ACTIVITY:
In the listing below, pick out lines with "rows".

EXTRACTED INFORMATION:
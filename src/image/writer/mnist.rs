use std::io::{self, Write};

use crate::{
    binary_stream::WriteBigEndian,
    image::{DatasetWriter, ImageDataset, IMAGE_MAGIC_NUMBER},
    Error,
};

pub struct MnistImageWriter<T: Write> {
    writer: T,
}

impl<T: Write> MnistImageWriter<T> {
    pub fn new(writer: T) -> Self {
        Self { writer }
    }

    pub fn into_inner(self) -> T {
        self.writer
    }

    fn write_header(&mut self, dataset: &ImageDataset) -> io::Result<()> {
        let number_of_images = u32::try_from(dataset.number_of_images()).map_err(|_| {
            io::Error::new(
                io::ErrorKind::InvalidInput,
                "number of images exceeds the header field",
            )
        })?;
        // the magic number always marks an image file
        self.writer.write_u32_be(IMAGE_MAGIC_NUMBER)?;
        self.writer.write_u32_be(number_of_images)?;
        self.writer.write_u32_be(dataset.height())?;
        self.writer.write_u32_be(dataset.width())
    }

    fn write_image_data(&mut self, dataset: &ImageDataset) -> io::Result<()> {
        for image in dataset.images() {
            self.writer.write_all(image.dots())?;
        }
        self.writer.flush()
    }
}

impl<T: Write> DatasetWriter for MnistImageWriter<T> {
    fn write_dataset(&mut self, dataset: &ImageDataset) -> crate::Result<()> {
        log::info!(
            "Writing {} images of {}x{}",
            dataset.number_of_images(),
            dataset.width(),
            dataset.height()
        );
        self.write_header(dataset).map_err(Error::FailedToWriteHeader)?;
        self.write_image_data(dataset).map_err(Error::FailedToWriteImageData)
    }
}

#[cfg(test)]
mod test {
    use std::io::{self, Write};

    use super::MnistImageWriter;
    use crate::error::Error;
    use crate::image::{
        reader::mnist::MnistImageReader, DatasetReader, DatasetWriter, GrayscaleImage,
        ImageDataset, IMAGE_MAGIC_NUMBER, LABEL_MAGIC_NUMBER,
    };

    fn write_to_vec(dataset: &ImageDataset) -> Vec<u8> {
        let mut writer = MnistImageWriter::new(Vec::new());
        writer.write_dataset(dataset).expect("Writing must not fail");
        writer.into_inner()
    }

    #[test]
    fn header_layout() {
        let dataset = ImageDataset::new(
            IMAGE_MAGIC_NUMBER,
            3,
            2,
            vec![GrayscaleImage::new(3, 2, vec![1, 2, 3, 4, 5, 6])],
        );
        let bytes = write_to_vec(&dataset);
        #[rustfmt::skip]
        let expected: &[u8] = &[
            0x00, 0x00, 0x08, 0x03,
            0x00, 0x00, 0x00, 0x01,
            0x00, 0x00, 0x00, 0x02,
            0x00, 0x00, 0x00, 0x03,
            1, 2, 3, 4, 5, 6,
        ];
        assert_eq!(bytes, expected);
    }

    #[test]
    fn magic_number_is_always_image_magic() {
        let dataset = ImageDataset::new(
            LABEL_MAGIC_NUMBER,
            1,
            1,
            vec![GrayscaleImage::new(1, 1, vec![9])],
        );
        let bytes = write_to_vec(&dataset);
        assert_eq!(&bytes[..4], &IMAGE_MAGIC_NUMBER.to_be_bytes());
    }

    #[test]
    fn written_dataset_reads_back() {
        let images = (0..3u8)
            .map(|index| GrayscaleImage::new(4, 5, vec![index * 50; 20]))
            .collect();
        let dataset = ImageDataset::new(IMAGE_MAGIC_NUMBER, 4, 5, images);
        let bytes = write_to_vec(&dataset);
        let mut reader = MnistImageReader::new(bytes.as_slice());
        let read_back = reader.read_dataset().expect("Reading must not fail");
        assert_eq!(read_back, dataset);
    }

    struct FailingWriter;

    impl Write for FailingWriter {
        fn write(&mut self, _buf: &[u8]) -> io::Result<usize> {
            Err(io::Error::from(io::ErrorKind::PermissionDenied))
        }

        fn flush(&mut self) -> io::Result<()> {
            Ok(())
        }
    }

    #[test]
    fn io_failure_is_reported_for_header() {
        let dataset = ImageDataset::new(IMAGE_MAGIC_NUMBER, 1, 1, Vec::new());
        let mut writer = MnistImageWriter::new(FailingWriter);
        match writer.write_dataset(&dataset) {
            Err(Error::FailedToWriteHeader(error)) => {
                assert_eq!(error.kind(), io::ErrorKind::PermissionDenied)
            }
            _ => panic!("Write failure was not reported"),
        }
    }
}
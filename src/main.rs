use std::{env::args_os, process::ExitCode};

use mnist_upscaler::{upscale_mnist_images, CLIParser};

fn main() -> ExitCode {
    let mut cli_parser = CLIParser::default();
    let arguments = cli_parser.parse(args_os());
    match upscale_mnist_images(&arguments) {
        Ok(_) => ExitCode::SUCCESS,
        Err(e) => {
            eprintln!("Upscaling failed because of: {}", e);
            ExitCode::FAILURE
        }
    }
}
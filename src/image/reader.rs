pub mod mnist;
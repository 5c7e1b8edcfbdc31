use std::fmt::Display;
use std::io;

#[derive(Debug)]
pub enum Error {
    InvalidTargetSize(i64, i64),
    UnableToOpenInputFileForReading(String, io::Error),
    UnableToOpenOutputFileForWriting(String, io::Error),
    FailedToPersistOutputFile(String, io::Error),
    FailedToReadInput(io::Error),
    IncompleteHeader(usize),
    ImageDimensionsTooLarge(u32, u32, u32),
    EmptySourceImages(u32, u32),
    PayloadTooShort { expected: usize, actual: usize },
    TrailingPayloadBytes { expected: usize, actual: usize },
    FailedToWriteHeader(io::Error),
    FailedToWriteImageData(io::Error),
    ResamplingWorkerFailed,
}

impl Error {
    /// Header or payload do not describe a well-formed image file.
    pub fn is_malformed_input(&self) -> bool {
        matches!(
            self,
            Self::IncompleteHeader(_)
                | Self::ImageDimensionsTooLarge(..)
                | Self::EmptySourceImages(..)
                | Self::PayloadTooShort { .. }
                | Self::TrailingPayloadBytes { .. }
        )
    }
}

impl Display for Error {
    fn fmt(&self, f: &mut std::fmt::Formatter<'_>) -> std::fmt::Result {
        match self {
            Self::InvalidTargetSize(width, height) => {
                write!(
                    f,
                    "Invalid target size {}x{}. Width and height must be positive.",
                    width, height
                )
            }
            Self::UnableToOpenInputFileForReading(path, error) => {
                write!(
                    f,
                    "Unable to open input file '{}' for reading: {}",
                    path, error
                )
            }
            Self::UnableToOpenOutputFileForWriting(path, error) => {
                write!(
                    f,
                    "Unable to open output file '{}' for writing: {}",
                    path, error
                )
            }
            Self::FailedToPersistOutputFile(path, error) => {
                write!(f, "Unable to move output into '{}': {}", path, error)
            }
            Self::FailedToReadInput(error) => write!(f, "Failed to read input: {}", error),
            Self::IncompleteHeader(bytes_read) => {
                write!(
                    f,
                    "Incomplete header. Expected 16 bytes, but got {}.",
                    bytes_read
                )
            }
            Self::ImageDimensionsTooLarge(count, rows, columns) => {
                write!(
                    f,
                    "Header declares {} images of size {}x{}, which exceeds the addressable size",
                    count, rows, columns
                )
            }
            Self::EmptySourceImages(rows, columns) => {
                write!(
                    f,
                    "Images of size {}x{} contain no pixels to interpolate",
                    rows, columns
                )
            }
            Self::PayloadTooShort { expected, actual } => {
                write!(
                    f,
                    "Pixel data is too short. Header declares {} bytes, but only {} are present.",
                    expected, actual
                )
            }
            Self::TrailingPayloadBytes { expected, actual } => {
                write!(
                    f,
                    "Pixel data is too long. Header declares {} bytes, but at least {} are present.",
                    expected, actual
                )
            }
            Self::FailedToWriteHeader(error) => write!(f, "Failed to write header: {}", error),
            Self::FailedToWriteImageData(error) => {
                write!(f, "Failed to write image data: {}", error)
            }
            Self::ResamplingWorkerFailed => write!(f, "A resampling worker terminated early"),
        }
    }
}

impl std::error::Error for Error {
    fn source(&self) -> Option<&(dyn std::error::Error + 'static)> {
        match self {
            Self::UnableToOpenInputFileForReading(_, error)
            | Self::UnableToOpenOutputFileForWriting(_, error)
            | Self::FailedToPersistOutputFile(_, error)
            | Self::FailedToReadInput(error)
            | Self::FailedToWriteHeader(error)
            | Self::FailedToWriteImageData(error) => Some(error),
            _ => None,
        }
    }
}

#[cfg(test)]
mod test {
    use std::io;

    use super::Error;

    #[test]
    fn malformed_input_classification() {
        assert!(Error::IncompleteHeader(3).is_malformed_input());
        assert!(Error::PayloadTooShort {
            expected: 10,
            actual: 2
        }
        .is_malformed_input());
        assert!(!Error::InvalidTargetSize(0, 4).is_malformed_input());
        assert!(
            !Error::FailedToReadInput(io::Error::from(io::ErrorKind::Other)).is_malformed_input()
        );
    }

    #[test]
    fn io_errors_are_exposed_as_source() {
        let error = Error::FailedToWriteHeader(io::Error::from(io::ErrorKind::WriteZero));
        let source = std::error::Error::source(&error).expect("Source must be present");
        assert!(!source.to_string().is_empty());
    }
}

RESULT OF THE TASK:
            Self::ImageDimensionsTooLarge(count, rows, columns) => {
                    count, rows, columns
            Self::EmptySourceImages(rows, columns) => {
                    rows, columns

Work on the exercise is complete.